- WORK ITEM: Copy out again, unchanged, the listing below from the line that has "repository 584b132adfb19daf" through the line that has "use std::str::FromStr;".
╭──
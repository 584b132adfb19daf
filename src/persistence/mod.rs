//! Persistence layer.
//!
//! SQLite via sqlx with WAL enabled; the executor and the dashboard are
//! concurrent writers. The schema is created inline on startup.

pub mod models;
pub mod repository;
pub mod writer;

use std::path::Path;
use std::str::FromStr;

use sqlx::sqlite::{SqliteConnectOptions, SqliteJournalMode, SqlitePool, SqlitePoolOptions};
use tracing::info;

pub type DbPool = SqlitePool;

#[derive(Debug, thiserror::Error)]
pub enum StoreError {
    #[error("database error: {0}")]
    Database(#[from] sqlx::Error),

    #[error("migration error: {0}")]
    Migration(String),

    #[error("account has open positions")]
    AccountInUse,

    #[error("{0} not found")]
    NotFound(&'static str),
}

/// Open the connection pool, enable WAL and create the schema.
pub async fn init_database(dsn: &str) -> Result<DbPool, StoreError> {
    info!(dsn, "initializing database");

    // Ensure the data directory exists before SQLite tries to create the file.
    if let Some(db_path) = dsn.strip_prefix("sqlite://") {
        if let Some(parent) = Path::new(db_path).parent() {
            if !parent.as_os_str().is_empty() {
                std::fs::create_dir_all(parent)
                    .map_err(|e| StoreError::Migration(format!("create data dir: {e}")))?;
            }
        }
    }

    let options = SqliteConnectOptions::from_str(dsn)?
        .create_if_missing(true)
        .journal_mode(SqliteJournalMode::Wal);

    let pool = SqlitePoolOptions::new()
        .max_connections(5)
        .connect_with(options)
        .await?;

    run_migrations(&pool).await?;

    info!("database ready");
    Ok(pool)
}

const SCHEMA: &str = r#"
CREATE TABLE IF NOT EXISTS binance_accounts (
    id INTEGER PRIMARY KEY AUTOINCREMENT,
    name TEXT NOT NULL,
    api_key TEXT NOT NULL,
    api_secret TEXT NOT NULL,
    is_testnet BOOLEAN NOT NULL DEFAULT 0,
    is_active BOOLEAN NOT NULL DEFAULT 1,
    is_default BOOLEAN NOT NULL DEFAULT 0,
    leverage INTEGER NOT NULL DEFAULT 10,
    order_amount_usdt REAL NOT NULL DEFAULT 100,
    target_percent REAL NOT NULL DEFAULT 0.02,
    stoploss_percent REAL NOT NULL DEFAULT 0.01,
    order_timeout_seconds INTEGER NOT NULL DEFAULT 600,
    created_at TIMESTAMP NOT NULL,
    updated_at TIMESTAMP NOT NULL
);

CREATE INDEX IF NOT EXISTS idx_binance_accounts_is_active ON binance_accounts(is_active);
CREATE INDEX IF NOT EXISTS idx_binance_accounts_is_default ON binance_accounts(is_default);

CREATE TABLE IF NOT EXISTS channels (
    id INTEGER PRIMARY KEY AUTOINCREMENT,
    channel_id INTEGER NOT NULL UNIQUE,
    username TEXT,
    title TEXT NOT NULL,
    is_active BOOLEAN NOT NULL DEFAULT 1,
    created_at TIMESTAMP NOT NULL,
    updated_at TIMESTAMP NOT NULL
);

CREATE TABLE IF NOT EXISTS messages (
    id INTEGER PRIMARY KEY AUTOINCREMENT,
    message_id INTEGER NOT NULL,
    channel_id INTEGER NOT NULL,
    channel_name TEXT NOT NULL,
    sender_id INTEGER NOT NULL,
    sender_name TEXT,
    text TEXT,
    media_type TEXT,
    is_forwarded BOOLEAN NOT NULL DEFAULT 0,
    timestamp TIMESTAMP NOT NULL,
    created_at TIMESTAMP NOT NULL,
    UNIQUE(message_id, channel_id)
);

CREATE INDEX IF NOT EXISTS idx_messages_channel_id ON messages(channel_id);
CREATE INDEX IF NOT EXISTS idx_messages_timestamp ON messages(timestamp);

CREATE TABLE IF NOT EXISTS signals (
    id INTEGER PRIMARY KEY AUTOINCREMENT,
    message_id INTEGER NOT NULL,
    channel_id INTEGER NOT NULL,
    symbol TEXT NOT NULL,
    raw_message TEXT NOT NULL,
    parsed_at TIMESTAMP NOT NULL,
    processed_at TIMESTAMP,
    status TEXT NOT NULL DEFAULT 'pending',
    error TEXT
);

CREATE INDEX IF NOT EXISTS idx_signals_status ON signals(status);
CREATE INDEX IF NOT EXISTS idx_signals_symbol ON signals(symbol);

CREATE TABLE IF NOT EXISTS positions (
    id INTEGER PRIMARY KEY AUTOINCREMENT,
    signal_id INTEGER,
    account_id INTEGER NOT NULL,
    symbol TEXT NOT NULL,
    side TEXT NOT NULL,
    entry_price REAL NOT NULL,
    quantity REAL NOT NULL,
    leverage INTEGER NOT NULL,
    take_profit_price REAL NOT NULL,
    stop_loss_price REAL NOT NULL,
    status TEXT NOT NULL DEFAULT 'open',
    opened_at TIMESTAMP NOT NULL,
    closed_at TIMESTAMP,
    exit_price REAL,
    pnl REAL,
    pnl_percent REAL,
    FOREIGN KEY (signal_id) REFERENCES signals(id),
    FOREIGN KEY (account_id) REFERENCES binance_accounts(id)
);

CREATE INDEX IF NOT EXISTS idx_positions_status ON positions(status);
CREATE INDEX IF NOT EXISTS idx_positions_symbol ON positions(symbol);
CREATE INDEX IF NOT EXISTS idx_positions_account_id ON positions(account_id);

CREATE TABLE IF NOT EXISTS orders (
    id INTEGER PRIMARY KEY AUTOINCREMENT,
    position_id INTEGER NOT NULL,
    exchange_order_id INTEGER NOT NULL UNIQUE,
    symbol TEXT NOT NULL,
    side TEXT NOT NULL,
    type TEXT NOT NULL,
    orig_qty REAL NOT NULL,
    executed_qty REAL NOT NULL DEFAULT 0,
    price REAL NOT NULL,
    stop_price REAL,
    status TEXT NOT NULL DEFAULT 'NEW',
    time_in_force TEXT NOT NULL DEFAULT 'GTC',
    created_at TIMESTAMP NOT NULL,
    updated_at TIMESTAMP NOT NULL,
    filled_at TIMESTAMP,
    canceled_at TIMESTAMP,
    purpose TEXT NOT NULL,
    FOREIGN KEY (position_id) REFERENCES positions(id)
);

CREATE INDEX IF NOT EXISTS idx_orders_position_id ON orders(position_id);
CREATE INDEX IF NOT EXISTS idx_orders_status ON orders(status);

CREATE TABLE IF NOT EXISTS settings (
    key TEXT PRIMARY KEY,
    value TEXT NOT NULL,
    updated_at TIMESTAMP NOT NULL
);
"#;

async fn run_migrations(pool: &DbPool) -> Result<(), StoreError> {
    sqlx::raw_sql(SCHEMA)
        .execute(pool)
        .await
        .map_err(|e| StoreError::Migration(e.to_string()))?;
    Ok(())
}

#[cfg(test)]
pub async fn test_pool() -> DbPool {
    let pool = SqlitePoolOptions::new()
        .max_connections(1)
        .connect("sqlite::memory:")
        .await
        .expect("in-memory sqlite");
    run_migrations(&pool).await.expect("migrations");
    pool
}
╰──
╭──
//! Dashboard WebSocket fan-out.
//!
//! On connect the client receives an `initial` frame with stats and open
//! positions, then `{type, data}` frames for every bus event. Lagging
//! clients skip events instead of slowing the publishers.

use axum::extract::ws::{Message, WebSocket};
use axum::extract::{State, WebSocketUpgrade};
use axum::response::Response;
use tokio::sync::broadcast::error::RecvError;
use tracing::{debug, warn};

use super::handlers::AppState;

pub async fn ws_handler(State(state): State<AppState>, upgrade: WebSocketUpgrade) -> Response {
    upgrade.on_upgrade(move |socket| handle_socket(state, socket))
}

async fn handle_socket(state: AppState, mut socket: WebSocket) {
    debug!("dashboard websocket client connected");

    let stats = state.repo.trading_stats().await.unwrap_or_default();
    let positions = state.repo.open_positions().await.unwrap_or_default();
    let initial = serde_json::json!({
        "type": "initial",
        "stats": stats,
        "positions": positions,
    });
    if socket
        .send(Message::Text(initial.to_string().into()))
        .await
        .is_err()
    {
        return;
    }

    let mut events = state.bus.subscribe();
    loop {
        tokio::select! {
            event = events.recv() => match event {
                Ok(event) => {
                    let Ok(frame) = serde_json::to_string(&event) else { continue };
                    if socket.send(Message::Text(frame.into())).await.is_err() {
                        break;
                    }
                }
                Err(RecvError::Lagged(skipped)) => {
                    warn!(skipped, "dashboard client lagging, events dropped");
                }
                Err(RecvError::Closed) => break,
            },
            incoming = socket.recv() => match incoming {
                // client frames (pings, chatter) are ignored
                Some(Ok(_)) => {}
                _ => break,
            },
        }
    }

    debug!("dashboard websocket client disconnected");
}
╰──
- SOLUTION FOR THIS TASK:
repository 584b132adfb19daf
filename src/persistence/mod.rs
//! Persistence layer.
//!
//! SQLite via sqlx with WAL enabled; the executor and the dashboard are
//! concurrent writers. The schema is created inline on startup.

pub mod models;
pub mod repository;
pub mod writer;

use std::path::Path;
use std::str::FromStr;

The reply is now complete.